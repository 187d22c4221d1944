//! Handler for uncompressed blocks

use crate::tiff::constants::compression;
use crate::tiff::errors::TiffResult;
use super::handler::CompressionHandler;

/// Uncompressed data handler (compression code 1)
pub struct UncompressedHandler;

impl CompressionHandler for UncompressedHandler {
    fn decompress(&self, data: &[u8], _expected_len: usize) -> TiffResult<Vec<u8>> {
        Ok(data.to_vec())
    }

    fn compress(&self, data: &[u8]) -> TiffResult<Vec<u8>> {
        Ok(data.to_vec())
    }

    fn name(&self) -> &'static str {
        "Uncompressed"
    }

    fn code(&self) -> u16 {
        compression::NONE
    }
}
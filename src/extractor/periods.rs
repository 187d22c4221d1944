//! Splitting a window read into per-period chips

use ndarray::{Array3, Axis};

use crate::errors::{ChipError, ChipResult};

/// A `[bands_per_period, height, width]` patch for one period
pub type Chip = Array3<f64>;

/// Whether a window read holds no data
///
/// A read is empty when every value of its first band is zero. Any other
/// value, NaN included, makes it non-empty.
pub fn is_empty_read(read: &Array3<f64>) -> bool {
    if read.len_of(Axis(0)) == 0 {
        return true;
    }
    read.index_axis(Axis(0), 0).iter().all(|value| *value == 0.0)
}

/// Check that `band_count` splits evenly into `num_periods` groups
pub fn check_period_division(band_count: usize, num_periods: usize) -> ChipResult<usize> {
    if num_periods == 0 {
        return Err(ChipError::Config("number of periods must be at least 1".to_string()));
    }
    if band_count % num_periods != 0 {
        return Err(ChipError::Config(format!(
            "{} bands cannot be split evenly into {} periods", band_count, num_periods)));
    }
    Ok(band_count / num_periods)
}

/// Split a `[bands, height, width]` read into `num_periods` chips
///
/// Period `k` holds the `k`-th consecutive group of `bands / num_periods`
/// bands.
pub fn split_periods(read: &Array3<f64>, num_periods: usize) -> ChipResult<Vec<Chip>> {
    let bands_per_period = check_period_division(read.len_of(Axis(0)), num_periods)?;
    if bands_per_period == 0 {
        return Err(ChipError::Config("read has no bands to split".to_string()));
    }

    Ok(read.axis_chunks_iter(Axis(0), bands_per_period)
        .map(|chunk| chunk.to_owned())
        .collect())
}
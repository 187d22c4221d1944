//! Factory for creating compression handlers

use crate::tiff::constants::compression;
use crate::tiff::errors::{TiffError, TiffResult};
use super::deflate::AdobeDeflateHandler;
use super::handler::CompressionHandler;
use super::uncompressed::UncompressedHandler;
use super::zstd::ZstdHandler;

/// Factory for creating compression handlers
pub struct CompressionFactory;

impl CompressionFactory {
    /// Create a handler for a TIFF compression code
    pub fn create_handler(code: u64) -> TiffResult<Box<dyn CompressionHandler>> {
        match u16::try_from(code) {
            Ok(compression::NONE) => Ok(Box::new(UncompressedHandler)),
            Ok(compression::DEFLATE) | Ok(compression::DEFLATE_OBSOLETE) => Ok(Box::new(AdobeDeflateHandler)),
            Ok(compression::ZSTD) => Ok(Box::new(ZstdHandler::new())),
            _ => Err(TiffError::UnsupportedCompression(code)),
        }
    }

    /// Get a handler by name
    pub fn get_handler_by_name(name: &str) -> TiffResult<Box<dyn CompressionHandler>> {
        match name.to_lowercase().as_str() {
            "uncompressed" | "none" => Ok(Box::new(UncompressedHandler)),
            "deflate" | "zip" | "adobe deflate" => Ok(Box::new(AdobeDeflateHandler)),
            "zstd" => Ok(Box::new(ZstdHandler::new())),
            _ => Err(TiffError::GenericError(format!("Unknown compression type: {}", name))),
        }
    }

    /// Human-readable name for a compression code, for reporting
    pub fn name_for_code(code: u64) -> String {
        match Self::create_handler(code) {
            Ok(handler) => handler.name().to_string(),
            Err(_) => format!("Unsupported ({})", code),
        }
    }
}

* * *

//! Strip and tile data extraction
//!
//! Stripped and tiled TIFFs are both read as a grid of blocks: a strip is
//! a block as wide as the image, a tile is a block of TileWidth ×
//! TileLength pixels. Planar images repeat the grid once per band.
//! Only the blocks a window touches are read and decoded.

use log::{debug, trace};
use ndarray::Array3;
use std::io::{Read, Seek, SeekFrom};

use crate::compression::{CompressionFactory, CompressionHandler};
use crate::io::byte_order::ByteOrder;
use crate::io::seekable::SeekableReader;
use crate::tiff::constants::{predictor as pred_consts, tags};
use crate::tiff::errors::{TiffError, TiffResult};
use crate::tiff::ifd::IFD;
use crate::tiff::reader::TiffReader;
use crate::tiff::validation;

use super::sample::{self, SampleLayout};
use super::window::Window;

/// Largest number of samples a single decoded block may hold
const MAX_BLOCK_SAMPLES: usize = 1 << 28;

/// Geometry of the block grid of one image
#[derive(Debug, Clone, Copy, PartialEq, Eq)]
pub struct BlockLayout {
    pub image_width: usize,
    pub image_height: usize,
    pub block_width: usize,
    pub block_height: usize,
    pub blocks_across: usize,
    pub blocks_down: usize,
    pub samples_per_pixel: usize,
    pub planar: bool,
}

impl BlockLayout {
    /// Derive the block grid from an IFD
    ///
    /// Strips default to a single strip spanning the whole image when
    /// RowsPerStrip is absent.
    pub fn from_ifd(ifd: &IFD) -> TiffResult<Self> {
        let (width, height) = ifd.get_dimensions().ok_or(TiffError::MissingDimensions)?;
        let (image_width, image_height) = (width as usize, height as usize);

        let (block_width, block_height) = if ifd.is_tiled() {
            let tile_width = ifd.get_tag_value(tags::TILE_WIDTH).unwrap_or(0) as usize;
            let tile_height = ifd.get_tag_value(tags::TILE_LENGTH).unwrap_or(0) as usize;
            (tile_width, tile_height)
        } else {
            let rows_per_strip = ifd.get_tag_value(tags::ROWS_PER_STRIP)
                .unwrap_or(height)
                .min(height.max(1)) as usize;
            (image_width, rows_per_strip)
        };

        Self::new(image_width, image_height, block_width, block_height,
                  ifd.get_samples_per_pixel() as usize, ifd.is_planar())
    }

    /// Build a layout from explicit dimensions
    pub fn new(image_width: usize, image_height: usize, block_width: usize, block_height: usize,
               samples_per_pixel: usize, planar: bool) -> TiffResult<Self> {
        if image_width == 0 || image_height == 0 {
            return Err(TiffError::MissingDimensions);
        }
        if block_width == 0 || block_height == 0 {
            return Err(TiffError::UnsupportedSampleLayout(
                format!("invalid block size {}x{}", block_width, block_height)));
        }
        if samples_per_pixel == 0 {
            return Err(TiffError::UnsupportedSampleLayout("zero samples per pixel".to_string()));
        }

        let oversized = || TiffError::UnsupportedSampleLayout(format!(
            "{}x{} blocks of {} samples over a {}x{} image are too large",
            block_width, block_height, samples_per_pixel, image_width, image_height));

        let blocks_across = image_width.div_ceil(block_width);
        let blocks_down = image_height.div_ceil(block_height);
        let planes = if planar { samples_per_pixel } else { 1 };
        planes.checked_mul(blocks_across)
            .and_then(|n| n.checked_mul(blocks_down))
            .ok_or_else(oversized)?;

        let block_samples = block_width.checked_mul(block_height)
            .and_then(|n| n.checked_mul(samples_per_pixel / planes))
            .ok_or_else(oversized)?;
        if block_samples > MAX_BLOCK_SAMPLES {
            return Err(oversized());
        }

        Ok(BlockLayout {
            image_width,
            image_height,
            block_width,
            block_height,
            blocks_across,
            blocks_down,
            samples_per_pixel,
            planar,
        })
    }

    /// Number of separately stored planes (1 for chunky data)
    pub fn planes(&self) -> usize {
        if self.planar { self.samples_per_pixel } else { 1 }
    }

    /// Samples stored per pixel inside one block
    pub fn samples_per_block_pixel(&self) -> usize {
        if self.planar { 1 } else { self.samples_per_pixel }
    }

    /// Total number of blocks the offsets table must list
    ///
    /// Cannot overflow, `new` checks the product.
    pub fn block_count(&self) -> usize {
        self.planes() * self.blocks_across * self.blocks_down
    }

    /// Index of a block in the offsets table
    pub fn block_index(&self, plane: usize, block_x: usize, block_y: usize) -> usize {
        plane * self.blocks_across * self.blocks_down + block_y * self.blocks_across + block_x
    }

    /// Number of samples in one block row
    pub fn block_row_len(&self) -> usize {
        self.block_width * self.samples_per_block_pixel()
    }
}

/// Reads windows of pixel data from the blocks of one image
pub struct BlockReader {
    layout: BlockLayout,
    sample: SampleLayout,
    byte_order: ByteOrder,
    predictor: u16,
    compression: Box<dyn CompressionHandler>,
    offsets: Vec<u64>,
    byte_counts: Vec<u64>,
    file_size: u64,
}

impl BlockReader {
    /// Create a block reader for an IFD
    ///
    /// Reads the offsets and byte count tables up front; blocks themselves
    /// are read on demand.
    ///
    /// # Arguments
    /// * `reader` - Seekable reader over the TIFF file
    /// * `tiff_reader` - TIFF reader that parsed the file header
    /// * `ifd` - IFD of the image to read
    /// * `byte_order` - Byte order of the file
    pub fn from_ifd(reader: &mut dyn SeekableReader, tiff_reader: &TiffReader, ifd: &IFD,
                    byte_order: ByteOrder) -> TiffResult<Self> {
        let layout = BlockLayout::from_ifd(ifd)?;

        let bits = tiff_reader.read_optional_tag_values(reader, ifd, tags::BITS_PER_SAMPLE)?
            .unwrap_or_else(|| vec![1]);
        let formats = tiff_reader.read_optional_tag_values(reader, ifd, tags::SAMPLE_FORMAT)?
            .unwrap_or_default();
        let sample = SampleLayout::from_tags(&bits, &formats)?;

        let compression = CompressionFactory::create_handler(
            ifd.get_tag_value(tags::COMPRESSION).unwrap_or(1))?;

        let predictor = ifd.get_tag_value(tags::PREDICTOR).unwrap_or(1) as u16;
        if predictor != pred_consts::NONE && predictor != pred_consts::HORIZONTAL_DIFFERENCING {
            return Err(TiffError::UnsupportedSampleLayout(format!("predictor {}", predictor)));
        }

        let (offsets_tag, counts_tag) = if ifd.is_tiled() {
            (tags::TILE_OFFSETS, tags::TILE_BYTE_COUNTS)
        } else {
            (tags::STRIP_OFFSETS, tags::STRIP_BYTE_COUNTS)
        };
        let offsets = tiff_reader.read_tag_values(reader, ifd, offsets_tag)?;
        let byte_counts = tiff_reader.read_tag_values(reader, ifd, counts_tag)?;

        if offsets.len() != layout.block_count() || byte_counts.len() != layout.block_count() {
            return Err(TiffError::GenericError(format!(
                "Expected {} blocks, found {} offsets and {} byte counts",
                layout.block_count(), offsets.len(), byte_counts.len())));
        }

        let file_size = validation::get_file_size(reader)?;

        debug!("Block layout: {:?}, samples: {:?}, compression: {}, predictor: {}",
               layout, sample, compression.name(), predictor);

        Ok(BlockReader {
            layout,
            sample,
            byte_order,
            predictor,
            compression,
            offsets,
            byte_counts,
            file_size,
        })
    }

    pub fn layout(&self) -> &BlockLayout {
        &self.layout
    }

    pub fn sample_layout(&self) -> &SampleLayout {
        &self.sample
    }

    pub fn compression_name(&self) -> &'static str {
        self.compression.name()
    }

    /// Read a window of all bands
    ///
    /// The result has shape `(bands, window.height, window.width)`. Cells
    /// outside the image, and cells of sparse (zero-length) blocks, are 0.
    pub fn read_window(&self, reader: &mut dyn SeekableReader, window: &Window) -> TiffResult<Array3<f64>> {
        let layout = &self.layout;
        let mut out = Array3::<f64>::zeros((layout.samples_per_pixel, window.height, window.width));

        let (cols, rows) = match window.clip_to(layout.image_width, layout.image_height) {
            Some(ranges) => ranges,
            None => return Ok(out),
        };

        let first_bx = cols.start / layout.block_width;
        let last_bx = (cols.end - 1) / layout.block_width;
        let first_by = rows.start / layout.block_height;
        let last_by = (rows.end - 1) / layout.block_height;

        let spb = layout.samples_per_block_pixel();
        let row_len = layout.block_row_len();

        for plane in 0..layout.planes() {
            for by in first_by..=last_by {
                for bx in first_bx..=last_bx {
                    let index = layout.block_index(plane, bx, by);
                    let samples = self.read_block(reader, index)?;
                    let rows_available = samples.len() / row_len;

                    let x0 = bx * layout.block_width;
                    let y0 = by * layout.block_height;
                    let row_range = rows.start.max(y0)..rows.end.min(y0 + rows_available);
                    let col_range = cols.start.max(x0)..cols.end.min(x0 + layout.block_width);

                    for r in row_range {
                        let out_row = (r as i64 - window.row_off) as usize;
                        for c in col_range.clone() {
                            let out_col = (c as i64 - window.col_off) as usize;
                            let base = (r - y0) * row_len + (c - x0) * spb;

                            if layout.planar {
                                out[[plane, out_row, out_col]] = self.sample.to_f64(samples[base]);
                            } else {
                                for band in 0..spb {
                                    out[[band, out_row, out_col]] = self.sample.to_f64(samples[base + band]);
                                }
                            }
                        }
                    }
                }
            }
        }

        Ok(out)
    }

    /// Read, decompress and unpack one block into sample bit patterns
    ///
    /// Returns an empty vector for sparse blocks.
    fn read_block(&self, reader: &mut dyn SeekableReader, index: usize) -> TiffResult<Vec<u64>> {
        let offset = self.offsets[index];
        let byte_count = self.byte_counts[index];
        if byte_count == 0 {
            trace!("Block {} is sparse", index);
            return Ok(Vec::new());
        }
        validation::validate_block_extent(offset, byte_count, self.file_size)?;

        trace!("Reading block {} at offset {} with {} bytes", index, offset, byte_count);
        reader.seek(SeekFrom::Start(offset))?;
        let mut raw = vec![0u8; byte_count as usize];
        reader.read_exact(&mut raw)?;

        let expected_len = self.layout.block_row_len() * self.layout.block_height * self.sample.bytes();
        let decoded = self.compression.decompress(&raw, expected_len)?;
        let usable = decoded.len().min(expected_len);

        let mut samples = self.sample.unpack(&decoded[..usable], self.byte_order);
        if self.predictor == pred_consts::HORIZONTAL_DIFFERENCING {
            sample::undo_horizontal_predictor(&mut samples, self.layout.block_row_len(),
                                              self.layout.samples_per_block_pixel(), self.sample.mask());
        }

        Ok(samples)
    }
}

--

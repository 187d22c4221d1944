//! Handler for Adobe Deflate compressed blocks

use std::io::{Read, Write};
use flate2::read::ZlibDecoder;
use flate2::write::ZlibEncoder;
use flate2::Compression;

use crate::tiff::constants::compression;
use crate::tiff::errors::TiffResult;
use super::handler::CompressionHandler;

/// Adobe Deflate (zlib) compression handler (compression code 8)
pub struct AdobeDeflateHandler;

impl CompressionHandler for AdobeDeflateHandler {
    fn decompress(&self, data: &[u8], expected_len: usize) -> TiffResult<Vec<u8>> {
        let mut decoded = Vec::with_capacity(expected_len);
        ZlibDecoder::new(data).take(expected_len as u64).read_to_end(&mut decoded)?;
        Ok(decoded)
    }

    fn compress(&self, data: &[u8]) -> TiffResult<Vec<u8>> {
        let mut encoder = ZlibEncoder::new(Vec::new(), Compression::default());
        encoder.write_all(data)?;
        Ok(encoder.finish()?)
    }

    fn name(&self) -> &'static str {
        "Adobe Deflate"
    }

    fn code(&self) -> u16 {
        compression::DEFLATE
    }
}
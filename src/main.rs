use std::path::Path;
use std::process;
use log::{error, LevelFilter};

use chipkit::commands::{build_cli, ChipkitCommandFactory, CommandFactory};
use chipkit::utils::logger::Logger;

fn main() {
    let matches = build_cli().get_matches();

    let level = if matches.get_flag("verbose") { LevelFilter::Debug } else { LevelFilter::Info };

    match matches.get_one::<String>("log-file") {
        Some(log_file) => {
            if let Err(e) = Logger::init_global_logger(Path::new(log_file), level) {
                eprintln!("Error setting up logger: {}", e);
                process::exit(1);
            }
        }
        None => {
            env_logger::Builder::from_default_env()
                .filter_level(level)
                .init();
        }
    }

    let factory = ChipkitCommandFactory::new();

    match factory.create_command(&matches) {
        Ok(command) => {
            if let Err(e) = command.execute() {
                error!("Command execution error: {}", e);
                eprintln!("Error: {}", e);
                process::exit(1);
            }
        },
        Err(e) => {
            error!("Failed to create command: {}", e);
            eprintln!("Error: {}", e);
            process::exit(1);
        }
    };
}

§ **Exercise prompt**
Starting at the line that has "use crate::tiff::ifd::IFD;" and ending at the line that has "let (block_width, block_height)", please write out the lines above exactly, leaving out all others.

§ **Reply to the task**
use crate::tiff::ifd::IFD;
use crate::tiff::reader::TiffReader;
use crate::tiff::validation;

use super::sample::{self, SampleLayout};
use super::window::Window;

/// Largest number of samples a single decoded block may hold
const MAX_BLOCK_SAMPLES: usize = 1 << 28;

/// Geometry of the block grid of one image
#[derive(Debug, Clone, Copy, PartialEq, Eq)]
pub struct BlockLayout {
    pub image_width: usize,
    pub image_height: usize,
    pub block_width: usize,
    pub block_height: usize,
    pub blocks_across: usize,
    pub blocks_down: usize,
    pub samples_per_pixel: usize,
    pub planar: bool,
}

impl BlockLayout {
    /// Derive the block grid from an IFD
    ///
    /// Strips default to a single strip spanning the whole image when
    /// RowsPerStrip is absent.
    pub fn from_ifd(ifd: &IFD) -> TiffResult<Self> {
        let (width, height) = ifd.get_dimensions().ok_or(TiffError::MissingDimensions)?;
        let (image_width, image_height) = (width as usize, height as usize);

        let (block_width, block_height) = if ifd.is_tiled() {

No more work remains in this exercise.